La promesse du gouvernement Harper de permettre le fractionnement du revenu pour les couples ayant des enfants de moins de 18 ans pourrait s'avérer un véritable cauchemar administratif pour l'Agence du revenu du Canada (ARC).

Des analystes de l'ARC ont évalué les incidences administratives d'une telle mesure fiscale, promise par les conservateurs aux élections fédérales de 2011, alors que la campagne électorale battait toujours son plein. Le premier ministre Stephen Harper avait indiqué que cette mesure verrait le jour une fois que son gouvernement aurait éliminé le déficit, ce qui devrait être fait en 2014-2015.

En tout, 1,8 million de familles canadiennes pourraient voir leur fardeau fiscal diminuer grâce à cette mesure.

Les analystes de l'ARC ont relevé plusieurs «enjeux» liés à la mise en oeuvre d'une telle promesse, qui pourrait priver le fisc d'au moins 2,7 milliards de dollars en revenus, révèlent des documents obtenus par La Presse en vertu de la Loi sur l'accès à l'information.

D'abord, cette mesure fiscale aurait une incidence importante sur les revenus des provinces, automatiquement touchés par des changements qu'apporte Ottawa sur le calcul des revenus imposables des particuliers.

Une récente étude menée par le Mowatt Centre estimait que les provinces risquent de perdre 1,7 milliard de dollars en revenus si le gouvernement Harper va de l'avant avec cette promesse. Une autre étude réalisée par l'Institut C.D. Howe arrivait aux mêmes conclusions. Pour le Québec, le manque à gagner pourrait être de 200 millions de dollars.

Cette perte de revenus pourrait obliger certaines provinces, déjà aux prises avec de larges déficits, à s'interroger sur le maintien des accords de perception fiscale qu'elles ont signés il y a plusieurs décennies avec le gouvernement fédéral, prévient-on dans les documents obtenus par La Presse. Le Québec est la seule province à avoir une Agence de revenu distincte.

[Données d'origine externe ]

// Copyright (c) 2025 Steve Wagner (ciroque@live.com)
// SPDX-License-Identifier: MIT

//! The execution coordinator for one pipeline run.
//!
//! A [`Session`] owns the concurrency group every processor of the run
//! shares, the registry of processors it created and the ledger of task runs
//! they started. It drives the run through one of two endings:
//!
//! ```text
//!            terminate()
//! Running ────────────────▶ Terminated   (join all processors, shut the group down)
//!    │
//!    │       abort()
//!    └────────────────────▶ Aborted      (flag set, every processor cancelled)
//! ```
//!
//! Both endings are terminal. The caller turns the returned [`ExitStatus`]
//! into a process exit code.

mod context;
pub mod injector;
mod latch;
pub mod resolver;
mod state;

#[cfg(test)]
mod integration_tests;

pub use context::SessionContext;
pub use injector::{AttributeInjectionWarning, ConfigInjector, InjectionReport};
pub use latch::CompletionLatch;
pub use resolver::{ProcessorResolver, ProcessorType};
pub use state::{ExitStatus, RunState};

use std::fmt;
use std::num::NonZeroUsize;
use std::sync::Arc;
use std::time::{Duration, Instant};

use parking_lot::Mutex;
use serde::Serialize;
use serde_yaml::Mapping;
use tokio::runtime::{Handle, Runtime};
use uuid::Uuid;

use crate::config::consts::{FALLBACK_POOL_SIZE, GROUP_SHUTDOWN_TIMEOUT_SECS, SESSION_ABORTED_EXIT_CODE};
use crate::config::RunConfig;
use crate::errors::SessionError;
use crate::observability::messages::processor::ProcessorCreated;
use crate::observability::messages::session::{
    SessionAborted, SessionStarted, SessionTerminated, SessionTerminating, TransitionRejected,
};
use crate::observability::messages::StructuredLog;
use crate::traits::{ProcessorBinding, ProcessorId, ScriptBinding, TaskProcessor, TaskRun};

struct RegisteredProcessor {
    processor: Arc<dyn TaskProcessor>,
    injection: InjectionReport,
}

/// Coordinates the processors and task runs of one pipeline run.
pub struct Session {
    context: SessionContext,
    config: RunConfig,
    resolver: ProcessorResolver,
    default_type: ProcessorType,
    pool_size: usize,
    registry: Mutex<Vec<RegisteredProcessor>>,
    // Taken exactly once, by terminate or drop
    runtime: Mutex<Option<Runtime>>,
    started: Instant,
}

impl Session {
    /// Build a session with only the built-in processor types.
    ///
    /// `None` is rejected; an empty mapping is a valid configuration.
    pub fn new(config: Option<Mapping>) -> Result<Self, SessionError> {
        Self::with_resolver(config, ProcessorResolver::new())
    }

    pub fn with_resolver(
        config: Option<Mapping>,
        resolver: ProcessorResolver,
    ) -> Result<Self, SessionError> {
        Self::from_config(RunConfig::normalize(config)?, resolver)
    }

    pub fn from_config(config: RunConfig, resolver: ProcessorResolver) -> Result<Self, SessionError> {
        let run_id = config.unique_id()?.unwrap_or_else(Uuid::new_v4);
        let pool_size = match config.pool_size()? {
            Some(size) => size,
            None => default_pool_size(),
        };
        let default_type = resolver.resolve(config.processor_name()?)?;

        let runtime = tokio::runtime::Builder::new_multi_thread()
            .worker_threads(pool_size)
            .thread_name("session-worker")
            .enable_all()
            .build()
            .map_err(SessionError::ConcurrencyGroup)?;

        let context = SessionContext::new(run_id, runtime.handle().clone(), config.env_vars());

        SessionStarted {
            run_id: &run_id.to_string(),
            pool_size,
            default_processor: default_type.name(),
        }
        .log();

        Ok(Self {
            context,
            config,
            resolver,
            default_type,
            pool_size,
            registry: Mutex::new(Vec::new()),
            runtime: Mutex::new(Some(runtime)),
            started: Instant::now(),
        })
    }

    /// Create a processor of the default type and register it.
    ///
    /// The `task` section is injected into the new processor. Attributes
    /// that fail to apply are logged and listed in the session report; they
    /// never fail creation.
    pub fn create_processor(
        &self,
        script: Option<ScriptBinding>,
        bind_on_termination: bool,
    ) -> Result<Arc<dyn TaskProcessor>, SessionError> {
        self.instantiate(&self.default_type, script, bind_on_termination)
    }

    /// Like [`Session::create_processor`], for an explicitly named type.
    pub fn create_processor_of(
        &self,
        name: &str,
        script: Option<ScriptBinding>,
        bind_on_termination: bool,
    ) -> Result<Arc<dyn TaskProcessor>, SessionError> {
        let processor_type = self.resolver.resolve(Some(name))?;
        self.instantiate(&processor_type, script, bind_on_termination)
    }

    fn instantiate(
        &self,
        processor_type: &ProcessorType,
        script: Option<ScriptBinding>,
        bind_on_termination: bool,
    ) -> Result<Arc<dyn TaskProcessor>, SessionError> {
        // Held across construction so ids stay dense and terminate sees every processor
        let mut registry = self.registry.lock();

        let state = self.context.state();
        if state != RunState::Running {
            return Err(SessionError::NotRunning(state));
        }

        let binding = ProcessorBinding {
            id: ProcessorId(registry.len()),
            type_name: processor_type.name().to_string(),
            session: self.context.clone(),
            script,
            bind_on_termination,
        };
        let (processor, injection) = processor_type.instantiate(binding, self.config.task());

        ProcessorCreated {
            processor_id: processor.id().0,
            processor_type: processor.type_name(),
            applied: injection.applied.len(),
            ignored: injection.ignored.len(),
            failed: injection.failures.len(),
            bind_on_termination,
        }
        .log();

        registry.push(RegisteredProcessor {
            processor: Arc::clone(&processor),
            injection,
        });
        self.context.register_processor();

        Ok(processor)
    }

    /// Append a task run to the ledger. See [`SessionContext::record_task`].
    pub fn record_task(&self, processor: ProcessorId, run: TaskRun) -> Result<(), SessionError> {
        self.context.record_task(processor, run)
    }

    /// Block until every outstanding task run has finished.
    pub fn await_completion(&self) {
        self.context.latch().wait();
    }

    /// Gracefully end the run.
    ///
    /// Processors created with `bind_on_termination` are told first, then
    /// every other processor is joined in creation order, then the bound
    /// ones. Finally the concurrency group is shut down.
    ///
    /// Blocks, so it must not be called from a task on the session's (or any)
    /// tokio runtime.
    pub fn terminate(&self) -> Result<ExitStatus, SessionError> {
        if Handle::try_current().is_ok() {
            return Err(SessionError::TerminateFromWorker);
        }
        self.transition(RunState::Terminated)?;

        let (bound, regular): (Vec<_>, Vec<_>) = self
            .processors()
            .into_iter()
            .partition(|processor| processor.bind_on_termination());

        let run_id = self.context.run_id().to_string();
        let terminating = SessionTerminating {
            run_id: &run_id,
            processor_count: bound.len() + regular.len(),
            bound_on_termination: bound.len(),
        };
        let span = terminating.span("terminate");
        let _guard = span.enter();
        terminating.log();

        for processor in &bound {
            processor.session_terminating();
        }

        let runtime = self.runtime.lock().take();
        if let Some(runtime) = runtime {
            runtime.block_on(async {
                for processor in regular.iter().chain(bound.iter()) {
                    processor.join().await;
                }
            });
            runtime.shutdown_timeout(Duration::from_secs(GROUP_SHUTDOWN_TIMEOUT_SECS));
        }

        SessionTerminated {
            run_id: &run_id,
            processor_count: bound.len() + regular.len(),
            task_count: self.context.task_count(),
            duration: self.started.elapsed(),
        }
        .log();

        Ok(ExitStatus::Terminated)
    }

    /// End the run now.
    ///
    /// Sets the aborted flag before any processor is told to terminate, then
    /// cancels every processor. Never blocks, so it is safe to call from a
    /// signal handler running on the concurrency group. Aborting twice
    /// returns the same status.
    pub fn abort(&self) -> Result<ExitStatus, SessionError> {
        match self.context.transition(RunState::Running, RunState::Aborted) {
            Ok(()) => {
                self.context.mark_aborted();
            }
            Err(RunState::Aborted) => {
                // The winning abort may not have set the flag yet
                self.context.mark_aborted();
                return Ok(ExitStatus::Aborted);
            }
            Err(found) => return Err(self.rejected(found, RunState::Aborted)),
        }

        let processors = self.processors();
        SessionAborted {
            run_id: &self.context.run_id().to_string(),
            processor_count: processors.len(),
            exit_code: SESSION_ABORTED_EXIT_CODE,
        }
        .log();

        for processor in &processors {
            processor.terminate();
        }

        Ok(ExitStatus::Aborted)
    }

    /// End the run the way it is going: terminate, unless an abort got there
    /// first, in which case the status is `Aborted`.
    pub fn conclude(&self) -> Result<ExitStatus, SessionError> {
        if self.is_aborted() {
            return self.abort();
        }
        match self.terminate() {
            Err(SessionError::InvalidTransition {
                from: RunState::Aborted,
                ..
            }) => Ok(ExitStatus::Aborted),
            result => result,
        }
    }

    /// Lock-free; safe from any thread.
    pub fn is_aborted(&self) -> bool {
        self.context.is_aborted()
    }

    fn transition(&self, to: RunState) -> Result<(), SessionError> {
        self.context
            .transition(RunState::Running, to)
            .map_err(|found| self.rejected(found, to))
    }

    fn rejected(&self, from: RunState, to: RunState) -> SessionError {
        tracing::warn!(
            "{}",
            TransitionRejected {
                run_id: &self.context.run_id().to_string(),
                from: &from.to_string(),
                to: &to.to_string(),
            }
        );
        SessionError::InvalidTransition { from, to }
    }

    pub fn run_id(&self) -> Uuid {
        self.context.run_id()
    }

    pub fn config(&self) -> &RunConfig {
        &self.config
    }

    pub fn state(&self) -> RunState {
        self.context.state()
    }

    pub fn pool_size(&self) -> usize {
        self.pool_size
    }

    pub fn default_processor_type(&self) -> &ProcessorType {
        &self.default_type
    }

    pub fn resolver(&self) -> &ProcessorResolver {
        &self.resolver
    }

    /// The handle processors receive in their binding.
    pub fn context(&self) -> &SessionContext {
        &self.context
    }

    /// Handle of the concurrency group, for spawning work alongside the processors.
    pub fn handle(&self) -> Handle {
        self.context.handle().clone()
    }

    /// Registered processors in creation order.
    pub fn processors(&self) -> Vec<Arc<dyn TaskProcessor>> {
        self.registry
            .lock()
            .iter()
            .map(|entry| Arc::clone(&entry.processor))
            .collect()
    }

    pub fn task_ledger(&self) -> Vec<(ProcessorId, Vec<TaskRun>)> {
        self.context.task_ledger()
    }

    pub fn task_count(&self) -> usize {
        self.context.task_count()
    }

    pub fn report(&self) -> SessionReport {
        let mut ledger = self.context.task_ledger().into_iter().peekable();
        let processors = self
            .registry
            .lock()
            .iter()
            .map(|entry| {
                let id = entry.processor.id();
                let tasks = match ledger.peek() {
                    Some((recorded, _)) if *recorded == id => {
                        ledger.next().map(|(_, runs)| runs).unwrap_or_default()
                    }
                    _ => Vec::new(),
                };
                ProcessorSummary {
                    id,
                    processor_type: entry.processor.type_name().to_string(),
                    bind_on_termination: entry.processor.bind_on_termination(),
                    injection: entry.injection.clone(),
                    tasks,
                }
            })
            .collect::<Vec<_>>();

        SessionReport {
            run_id: self.run_id(),
            state: self.state(),
            aborted: self.is_aborted(),
            pool_size: self.pool_size,
            default_processor: self.default_type.name().to_string(),
            task_count: processors.iter().map(|p| p.tasks.len()).sum(),
            processors,
        }
    }
}

impl Drop for Session {
    fn drop(&mut self) {
        // Never terminated: do not block on in-flight work
        if let Some(runtime) = self.runtime.get_mut().take() {
            runtime.shutdown_background();
        }
    }
}

impl fmt::Debug for Session {
    fn fmt(&self, f: &mut fmt::Formatter<'_>) -> fmt::Result {
        f.debug_struct("Session")
            .field("run_id", &self.run_id())
            .field("state", &self.state())
            .field("pool_size", &self.pool_size)
            .field("default_type", &self.default_type.name())
            .field("processors", &self.registry.lock().len())
            .finish_non_exhaustive()
    }
}

fn default_pool_size() -> usize {
    std::thread::available_parallelism()
        .map(NonZeroUsize::get)
        .unwrap_or(FALLBACK_POOL_SIZE)
}

/// Serializable snapshot of a session, for reporting at the end of a run.
#[derive(Debug, Clone, Serialize)]
pub struct SessionReport {
    pub run_id: Uuid,
    pub state: RunState,
    pub aborted: bool,
    pub pool_size: usize,
    pub default_processor: String,
    pub task_count: usize,
    pub processors: Vec<ProcessorSummary>,
}

#[derive(Debug, Clone, Serialize)]
pub struct ProcessorSummary {
    pub id: ProcessorId,
    pub processor_type: String,
    pub bind_on_termination: bool,
    pub injection: InjectionReport,
    pub tasks: Vec<TaskRun>,
}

L'analyse réalisée par les experts de l'ARC est largement censurée, mais les auteurs évoquent clairement la possibilité que des provinces décident de mettre fin aux accords de perception fiscale étant donné que le fractionnement du revenu pour les couples aura de lourdes conséquences financières pour elles.

Les analystes détaillent les conséquences de la mise en oeuvre de cette mesure «si les provinces/territoires adoptent ce changement et demeurent partie prenante des accords de perception fiscale», n'écartant pas ainsi l'hypothèse que des provinces décident de faire bande à part comme le Québec l'a fait en 1954. Autre incidence notable, le gouvernement fédéral pourrait être contraint d'offrir l'option aux conjoints d'une même famille de soumettre une seule déclaration de revenus si l'on permet le fractionnement, au lieu de soumettre une déclaration individuelle. Le revenu familial deviendrait donc pour certains contribuables la base de calcul pour déterminer les impôts à payer au fisc, ce qui ajouterait à la complexité du régime fiscal.

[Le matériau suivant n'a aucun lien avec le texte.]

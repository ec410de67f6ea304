pub mod processor;

pub use processor::{
    ProcessorBinding, ProcessorId, ScriptBinding, TaskId, TaskOutcome, TaskProcessor, TaskRun,
    TaskSpec,
};
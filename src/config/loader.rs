// Copyright (c) 2025 Steve Wagner (ciroque@live.com)
// SPDX-License-Identifier: MIT

use std::fs;
use std::path::Path;

use serde_yaml::Value;

use crate::config::RunConfig;
use crate::errors::ConfigError;

/// Load a run configuration from a YAML or TOML file.
///
/// The format is chosen by extension: `.yaml`/`.yml` or `.toml`. An empty
/// document yields an empty configuration; the `task` and `env` sections are
/// normalized either way.
pub fn load_config<P: AsRef<Path>>(path: P) -> Result<RunConfig, ConfigError> {
    let path = path.as_ref();
    let content = fs::read_to_string(path).map_err(|source| ConfigError::Io {
        path: path.to_path_buf(),
        source,
    })?;

    let extension = path
        .extension()
        .and_then(|ext| ext.to_str())
        .map(|ext| ext.to_ascii_lowercase());

    match extension.as_deref() {
        Some("yaml") | Some("yml") => RunConfig::from_yaml_str(&content),
        Some("toml") => {
            let document: toml::Value = toml::from_str(&content)?;
            let value: Value = serde_yaml::to_value(document)?;
            RunConfig::from_value(value)
        }
        _ => Err(ConfigError::UnsupportedFormat {
            path: path.to_path_buf(),
        }),
    }
}
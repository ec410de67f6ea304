// Copyright (c) 2025 Steve Wagner (ciroque@live.com)
// SPDX-License-Identifier: MIT

//! Message types for configuration attribute injection.

use crate::observability::messages::StructuredLog;
use std::fmt::{Display, Formatter};
use tracing::Span;

/// A configuration key was applied to a processor attribute.
///
/// # Log Level
/// `debug!` - Per-attribute detail
pub struct AttributeApplied<'a> {
    pub processor_type: &'a str,
    pub key: &'a str,
}

impl Display for AttributeApplied<'_> {
    fn fmt(&self, f: &mut Formatter) -> std::fmt::Result {
        write!(
            f,
            "Applied attribute '{}' to '{}' processor",
            self.key, self.processor_type
        )
    }
}

/// A configuration key matched no attribute of the processor.
///
/// # Log Level
/// `debug!` - Per-attribute detail
pub struct AttributeIgnored<'a> {
    pub processor_type: &'a str,
    pub key: &'a str,
}

impl Display for AttributeIgnored<'_> {
    fn fmt(&self, f: &mut Formatter) -> std::fmt::Result {
        write!(
            f,
            "Ignoring unknown attribute '{}' for '{}' processor",
            self.key, self.processor_type
        )
    }
}

/// A configuration value could not be applied; the key is skipped.
///
/// # Log Level
/// `warn!` - Potential issue or degraded behavior
///
/// # Example
/// ```
/// use pipeline_session::observability::messages::injection::AttributeInjectionFailed;
///
/// let msg = AttributeInjectionFailed {
///     processor_type: "sge",
///     key: "memory",
///     value: "4",
///     value_type: "integer",
///     cause: "expected string, found integer",
/// };
///
/// tracing::warn!("{}", msg);
/// ```
pub struct AttributeInjectionFailed<'a> {
    pub processor_type: &'a str,
    pub key: &'a str,
    pub value: &'a str,
    pub value_type: &'a str,
    pub cause: &'a str,
}

impl Display for AttributeInjectionFailed<'_> {
    fn fmt(&self, f: &mut Formatter) -> std::fmt::Result {
        write!(
            f,
            "Unable to set attribute '{}' on '{}' processor with value '{}' [{}]: {}",
            self.key, self.processor_type, self.value, self.value_type, self.cause
        )
    }
}

impl StructuredLog for AttributeInjectionFailed<'_> {
    fn log(&self) {
        tracing::warn!(
            processor_type = self.processor_type,
            key = self.key,
            value = self.value,
            value_type = self.value_type,
            cause = self.cause,
            "{}", self
        );
    }

    fn span(&self, name: &str) -> Span {
        tracing::warn_span!(
            "attribute_injection_failed",
            span_name = name,
            processor_type = self.processor_type,
            key = self.key,
        )
    }
}
// Copyright (c) 2025 Steve Wagner (ciroque@live.com)
// SPDX-License-Identifier: MIT

//! Processors that hand each task to a batch scheduler.
//!
//! The task command is wrapped in the scheduler's blocking submit command
//! (`qsub -sync y`, `srun`, `qsub -W block=true`, `bsub -K`), which then runs
//! locally like any other command. The run ends when the cluster job ends.
//! Cancelling the run kills the submit client, and the scheduler takes care
//! of the job.

use std::time::Duration;

use async_trait::async_trait;

use crate::backends::command::{run_command, shell_quote, CommandLine};
use crate::backends::processor_core::ProcessorCore;
use crate::errors::SubmitError;
use crate::session::injector::{
    expect_duration, expect_string, expect_usize, Attribute, Configurable,
};
use crate::traits::{ProcessorBinding, ProcessorId, TaskProcessor, TaskRun, TaskSpec};

#[derive(Debug, Clone, Copy, PartialEq, Eq)]
pub enum Scheduler {
    GridEngine,
    Slurm,
    Pbs,
    Lsf,
}

/// Resource requests shared by every scheduler.
#[derive(Debug, Clone, Default, PartialEq, Eq)]
pub struct ClusterRequest {
    pub queue: Option<String>,
    pub memory: Option<String>,
    pub cpus: Option<usize>,
    pub time: Option<Duration>,
    /// Extra scheduler flags, passed through verbatim.
    pub cluster_options: Option<String>,
}

impl Scheduler {
    /// Full shell command line that submits `command` as a job named `job`
    /// and blocks until it finishes.
    pub fn submit_command(self, request: &ClusterRequest, job: &str, command: &str) -> String {
        let mut args: Vec<String> = Vec::new();

        match self {
            Scheduler::GridEngine => {
                args.extend(["qsub", "-sync", "y", "-cwd", "-V"].map(String::from));
                args.push(format!("-N {}", shell_quote(job)));
                if let Some(queue) = &request.queue {
                    args.push(format!("-q {}", shell_quote(queue)));
                }
                if let Some(memory) = &request.memory {
                    args.push(format!("-l h_vmem={}", shell_quote(memory)));
                }
                if let Some(cpus) = request.cpus {
                    args.push(format!("-pe smp {}", cpus));
                }
                if let Some(time) = request.time {
                    args.push(format!("-l h_rt={}", clock(time)));
                }
            }
            Scheduler::Slurm => {
                args.push("srun".to_string());
                args.push(format!("--job-name={}", shell_quote(job)));
                if let Some(queue) = &request.queue {
                    args.push(format!("--partition={}", shell_quote(queue)));
                }
                if let Some(memory) = &request.memory {
                    args.push(format!("--mem={}", shell_quote(memory)));
                }
                if let Some(cpus) = request.cpus {
                    args.push(format!("--cpus-per-task={}", cpus));
                }
                if let Some(time) = request.time {
                    args.push(format!("--time={}", clock(time)));
                }
            }
            Scheduler::Pbs => {
                args.extend(["qsub", "-W", "block=true", "-V"].map(String::from));
                args.push(format!("-N {}", shell_quote(job)));
                if let Some(queue) = &request.queue {
                    args.push(format!("-q {}", shell_quote(queue)));
                }
                if let Some(memory) = &request.memory {
                    args.push(format!("-l mem={}", shell_quote(memory)));
                }
                if let Some(cpus) = request.cpus {
                    args.push(format!("-l nodes=1:ppn={}", cpus));
                }
                if let Some(time) = request.time {
                    args.push(format!("-l walltime={}", clock(time)));
                }
            }
            Scheduler::Lsf => {
                args.extend(["bsub", "-K"].map(String::from));
                args.push(format!("-J {}", shell_quote(job)));
                if let Some(queue) = &request.queue {
                    args.push(format!("-q {}", shell_quote(queue)));
                }
                if let Some(memory) = &request.memory {
                    args.push(format!("-M {}", shell_quote(memory)));
                }
                if let Some(cpus) = request.cpus {
                    args.push(format!("-n {}", cpus));
                }
                if let Some(time) = request.time {
                    // LSF run limits are whole minutes
                    args.push(format!("-W {}", time.as_secs().div_ceil(60).max(1)));
                }
            }
        }

        if let Some(options) = &request.cluster_options {
            args.push(options.trim().to_string());
        }

        match self {
            // srun runs its arguments directly
            Scheduler::Slurm => {
                args.push(format!("sh -c {}", shell_quote(command)));
                args.join(" ")
            }
            // The others read the job script from stdin
            _ => format!("printf '%s\\n' {} | {}", shell_quote(command), args.join(" ")),
        }
    }
}

fn clock(time: Duration) -> String {
    let secs = time.as_secs();
    format!("{:02}:{:02}:{:02}", secs / 3600, (secs % 3600) / 60, secs % 60)
}

/// Submits every task to one batch scheduler.
pub struct ClusterProcessor {
    core: ProcessorCore,
    scheduler: Scheduler,
    request: ClusterRequest,
}

impl ClusterProcessor {
    pub fn new(binding: ProcessorBinding, scheduler: Scheduler) -> Self {
        Self {
            core: ProcessorCore::new(binding),
            scheduler,
            request: ClusterRequest::default(),
        }
    }

    pub fn scheduler(&self) -> Scheduler {
        self.scheduler
    }

    pub fn request(&self) -> &ClusterRequest {
        &self.request
    }
}

impl Configurable for ClusterProcessor {
    const ATTRIBUTES: &'static [Attribute<Self>] = &[
        Attribute {
            name: "queue",
            set: |p, v| {
                p.request.queue = Some(expect_string(v)?);
                Ok(())
            },
        },
        Attribute {
            name: "memory",
            set: |p, v| {
                p.request.memory = Some(expect_string(v)?);
                Ok(())
            },
        },
        Attribute {
            name: "cpus",
            set: |p, v| {
                p.request.cpus = Some(expect_usize(v)?);
                Ok(())
            },
        },
        Attribute {
            name: "time",
            set: |p, v| {
                p.request.time = Some(expect_duration(v)?);
                Ok(())
            },
        },
        Attribute {
            name: "cluster_options",
            set: |p, v| {
                p.request.cluster_options = Some(expect_string(v)?);
                Ok(())
            },
        },
    ];
}

#[async_trait]
impl TaskProcessor for ClusterProcessor {
    fn id(&self) -> ProcessorId {
        self.core.id()
    }

    fn type_name(&self) -> &str {
        self.core.type_name()
    }

    fn bind_on_termination(&self) -> bool {
        self.core.bind_on_termination()
    }

    fn submit(&self, spec: TaskSpec) -> Result<TaskRun, SubmitError> {
        let launched = self
            .scheduler
            .submit_command(&self.request, &spec.name, &spec.command);
        let command = launched.clone();
        let env = self.core.session().env().to_vec();

        self.core.spawn(spec, launched, move |cancel| async move {
            run_command(
                CommandLine {
                    shell: "sh",
                    command: &command,
                    env: &env,
                    passthrough: None,
                },
                cancel,
            )
            .await
        })
    }

    async fn join(&self) {
        self.core.join().await;
    }

    fn terminate(&self) {
        self.core.terminate();
    }
}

L'ARC a refusé de répondre aux questions de La Presse au sujet de cette analyse des experts.

Une promesse controversée

La promesse des conservateurs de permettre le fractionnement du revenu pour les couples ayant des enfants de moins de 18 ans, jusqu'à concurrence de 50 000$, demeure controversée. Deux études distinctes publiées au cours des derniers mois ont démontré que cette mesure favoriserait nettement un nombre restreint de contribuables ayant un revenu très élevé.

L'Institut C.D. Howe, un groupe de réflexion prônant des politiques de droite, a calculé que 85% des foyers, particulièrement les parents seuls, ne bénéficieraient aucunement de cette politique. Le Centre canadien de politiques alternatives, un groupe de réflexion prônant des politiques de gauche, a estimé dans un rapport publié en janvier que le fractionnement du revenu permettrait aux 10% des contribuables les mieux nantis d'obtenir d'alléchantes baisses d'impôts, alors que les 50% de Canadiens les plus pauvres n'en verraient à peu près aucun effet.

Avant de quitter son poste, l'ancien ministre des Finances, Jim Flaherty, avait d'ailleurs souligné l'iniquité de cette mesure, affirmant notamment qu'elle «profiterait beaucoup à une partie de la population et pas du tout à l'autre partie de la population». Malgré tout, le premier ministre Stephen Harper a affirmé qu'il entend respecter cette promesse.